At Katuja, we are a registered breeding cattery with the NSW Cat Fanciers and are dedicated to breeding healthy, happy and loving purebred Bengal Cats. Our aim is to further develop the majestic "Snow Leopard", with an emphasis on high quality, well contrast & glittered coats together with Dramatic Rosetting and outstanding Bengal Characteristics.
The Bengal History
We owe the development of the Bengal breed to Jean Sugden Mill who began in 1963, crossing a small Asian Leopard Cat to a domestic cat, in an attempt to create a feline companion with an "Exotic" look but with a domestic temperament. During 1970 and after four to five generation Bengal to Bengal breedings the breed was recognized for championship competition by most international Cat Associations throughout the world.
Developing the Snows
During the early years, kittens would appear in litters that had blue eyes and were totally white in colour only to develop their spotting or marble pattern as they grew older, this white colour Bengal was the first type of Snow Bengal and is know as the "Seal Lynx Bengal". The Seal Lynx Bengal has the colour point gene found in the Siamese gene pool and therefore many domestic cats in the "Original" first 4 to 5 breedings carried this recessive colour point gene.

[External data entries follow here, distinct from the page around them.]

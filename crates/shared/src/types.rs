//! Core domain types for biograph.

use serde::{Deserialize, Serialize};

// ---------------------------------------------------------------------------
// Person
// ---------------------------------------------------------------------------

/// A candidate resolved into a biographical person.
///
/// Immutable once constructed. Years are kept as the strings the corpus
/// carries (they may be partial dates like `1850.06` or negative years), so
/// rendering reproduces them byte-for-byte.
#[derive(Debug, Clone, PartialEq, Eq, Serialize, Deserialize)]
pub struct Person {
    /// Candidate name, exactly as it appears in the corpus title.
    pub name: String,
    /// Birth-year signal, if one was extracted.
    #[serde(default, skip_serializing_if = "Option::is_none")]
    pub birth: Option<String>,
    /// Death-year signal, if one was extracted.
    #[serde(default, skip_serializing_if = "Option::is_none")]
    pub death: Option<String>,
    /// Occupation (pattern-derived or knowledge-base description).
    #[serde(default, skip_serializing_if = "Option::is_none")]
    pub occupation: Option<String>,
}

impl Person {
    /// Build a `Person` from extracted signals.
    ///
    /// Returns `None` when no signal is present at all — a record with
    /// neither birth, death, nor occupation is not considered a person.
    pub fn from_signals(
        name: impl Into<String>,
        birth: Option<String>,
        death: Option<String>,
        occupation: Option<String>,
    ) -> Option<Self> {
        if birth.is_none() && death.is_none() && occupation.is_none() {
            return None;
        }
        Some(Self {
            name: name.into(),
            birth,
            death,
            occupation,
        })
    }
}

// ---------------------------------------------------------------------------
// HomonymGroup
// ---------------------------------------------------------------------------

/// A confirmed set of ≥ 2 distinct people sharing a name.
///
/// `people` preserves the original candidate-name order. Construction goes
/// through the assembler, which silently drops groups of ≤ 1 person.
#[derive(Debug, Clone, PartialEq, Eq, Serialize, Deserialize)]
pub struct HomonymGroup {
    /// The shared name this group disambiguates.
    pub label: String,
    /// Title of the disambiguation page to write.
    pub destination_title: String,
    /// Resolved people, in original candidate order.
    pub people: Vec<Person>,
}

// ---------------------------------------------------------------------------
// NameGroup
// ---------------------------------------------------------------------------

/// One input name-group: a label and the candidate titles suspected to
/// denote distinct people sharing that name.
///
/// The groups file is a JSON array of these.
#[derive(Debug, Clone, Serialize, Deserialize)]
pub struct NameGroup {
    /// The shared name (becomes the group label).
    pub label: String,
    /// Candidate corpus titles, in curation order.
    pub names: Vec<String>,
}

In 1990, Gene Johnson bred the first Seal Mink Male "Kotton Pickin" from mating "Gogees Warnhalk" Brown Spotted Tabby to a brown Burmese "Little Boogar" and therefore introduced the Burmese gene into the Bengal breed gene pool, and so began the "Seal Mink Snows" and the "Seal Sepia Snows".

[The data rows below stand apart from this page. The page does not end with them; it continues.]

//! Pattern-based signal extraction over normalized record text.
//!
//! Each strategy is one capability: given text, return zero or more candidate
//! strings. Strategies are line-oriented regex scanners; which candidate wins
//! is decided by an explicit [`Reducer`], not by the extraction order baked
//! into control flow.

use std::sync::LazyLock;

use regex::Regex;

// ---------------------------------------------------------------------------
// SignalExtractor
// ---------------------------------------------------------------------------

/// One extraction strategy: text in, candidate strings out.
pub trait SignalExtractor: Send + Sync {
    /// Short name for logs and diagnostics.
    fn name(&self) -> &'static str;
    /// Scan `text` and return every candidate, in text order.
    fn extract(&self, text: &str) -> Vec<String>;
}

// ---------------------------------------------------------------------------
// Reducer
// ---------------------------------------------------------------------------

/// How a candidate list collapses to one value.
#[derive(Debug, Clone, Copy, PartialEq, Eq)]
pub enum Reducer {
    /// Keep the first candidate (year signals: the earliest mention wins).
    FirstWins,
    /// Keep the last candidate (occupations: later sources override, so an
    /// externally fetched description appended last takes precedence).
    LastWins,
}

impl Reducer {
    /// Collapse `candidates` according to this policy.
    pub fn reduce(self, candidates: Vec<String>) -> Option<String> {
        match self {
            Self::FirstWins => candidates.into_iter().next(),
            Self::LastWins => candidates.into_iter().next_back(),
        }
    }
}

// ---------------------------------------------------------------------------
// PatternExtractor
// ---------------------------------------------------------------------------

/// Regex-backed line extractor: capture group 1 of the first match per line.
pub struct PatternExtractor {
    name: &'static str,
    pattern: &'static Regex,
    /// If set, each candidate is truncated at the first occurrence of this
    /// separator (stands in for a lookahead guard in the source patterns).
    cut_at: Option<&'static str>,
}

impl PatternExtractor {
    /// Wrap a pattern whose capture group 1 is the candidate.
    pub fn new(name: &'static str, pattern: &'static Regex) -> Self {
        Self {
            name,
            pattern,
            cut_at: None,
        }
    }

    /// Truncate every candidate at the first occurrence of `separator`.
    pub fn cut_at(mut self, separator: &'static str) -> Self {
        self.cut_at = Some(separator);
        self
    }
}

impl SignalExtractor for PatternExtractor {
    fn name(&self) -> &'static str {
        self.name
    }

    fn extract(&self, text: &str) -> Vec<String> {
        let mut candidates = Vec::new();

        for line in text.lines() {
            if let Some(caps) = self.pattern.captures(line) {
                let Some(m) = caps.get(1) else { continue };
                let mut candidate = m.as_str();
                if let Some(sep) = self.cut_at {
                    if let Some(at) = candidate.find(sep) {
                        candidate = &candidate[..at];
                    }
                }
                if !candidate.is_empty() {
                    candidates.push(candidate.to_string());
                }
            }
        }

        candidates
    }
}

// ---------------------------------------------------------------------------
// Built-in strategies
// ---------------------------------------------------------------------------

// The corpus uses French event markers. Year fields may carry partial dates
// (`1850.06.12`) or negative years, hence the permissive year classes.

static BIRTH_RE: LazyLock<Regex> =
    LazyLock::new(|| Regex::new(r"^([-\d\.]+)\s*/.*?Naissance.+$").expect("valid regex"));

static DEATH_RE: LazyLock<Regex> =
    LazyLock::new(|| Regex::new(r"^([-\d\.]*\d+).+Décès.+$").expect("valid regex"));

static ELECTION_RE: LazyLock<Regex> = LazyLock::new(|| {
    Regex::new(r"^.*[EÉ]lection.*?(?:en tant que|comme|au poste de) ([\w '-]+).*$")
        .expect("valid regex")
});

static NOMINATION_RE: LazyLock<Regex> = LazyLock::new(|| {
    Regex::new(r"^.*Nomination.*?(?:comme|au titre de) ?([\w '-]+).*$").expect("valid regex")
});

static REFERENCE_ID_RE: LazyLock<Regex> =
    LazyLock::new(|| Regex::new(r"^Wikidata: (Q\d+).*$").expect("valid regex"));

/// Birth-year signal from `<year> / … Naissance …` lines.
pub fn birth_year() -> PatternExtractor {
    PatternExtractor::new("birth-year", &BIRTH_RE)
}

/// Death-year signal from `<year> … Décès …` lines.
pub fn death_year() -> PatternExtractor {
    PatternExtractor::new("death-year", &DEATH_RE)
}

/// Role from `Élection … en tant que/comme/au poste de <role>` lines.
pub fn election_role() -> PatternExtractor {
    PatternExtractor::new("election-role", &ELECTION_RE)
}

/// Role from `Nomination … comme/au titre de <role>` lines, cut before any
/// trailing `par <authority>` clause.
pub fn nomination_role() -> PatternExtractor {
    PatternExtractor::new("nomination-role", &NOMINATION_RE).cut_at(" par")
}

/// External reference identifier from `Wikidata: Q…` lines.
pub fn reference_id() -> PatternExtractor {
    PatternExtractor::new("reference-id", &REFERENCE_ID_RE)
}

// ---------------------------------------------------------------------------
// ExtractionProfile
// ---------------------------------------------------------------------------

/// The ordered strategy set one resolver run uses.
pub struct ExtractionProfile {
    /// Birth-year strategy, reduced first-wins.
    pub birth: Box<dyn SignalExtractor>,
    /// Death-year strategy, reduced first-wins.
    pub death: Box<dyn SignalExtractor>,
    /// Occupation strategies, concatenated in order.
    pub occupations: Vec<Box<dyn SignalExtractor>>,
    /// How the combined occupation candidates collapse.
    pub occupation_reducer: Reducer,
    /// External reference-id strategy.
    pub reference_id: Box<dyn SignalExtractor>,
}

impl Default for ExtractionProfile {
    /// The French-corpus strategy set, occupation tie-break last-wins so a
    /// knowledge-base description appended after the pattern candidates
    /// overrides them.
    fn default() -> Self {
        Self {
            birth: Box::new(birth_year()),
            death: Box::new(death_year()),
            occupations: vec![Box::new(nomination_role()), Box::new(election_role())],
            occupation_reducer: Reducer::LastWins,
            reference_id: Box::new(reference_id()),
        }
    }
}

Lynx, Minks and Sepia are infact genetically different from each other, and therefore have their own separate class or division within the Bengal breed. The Mink has to inherit a copy of both the seal lynx and the seal sepia genes. The Sepia inherits two copies of the Burmese gene, while the Lynx, of course, inherits two copies of the Siamese colour point gene.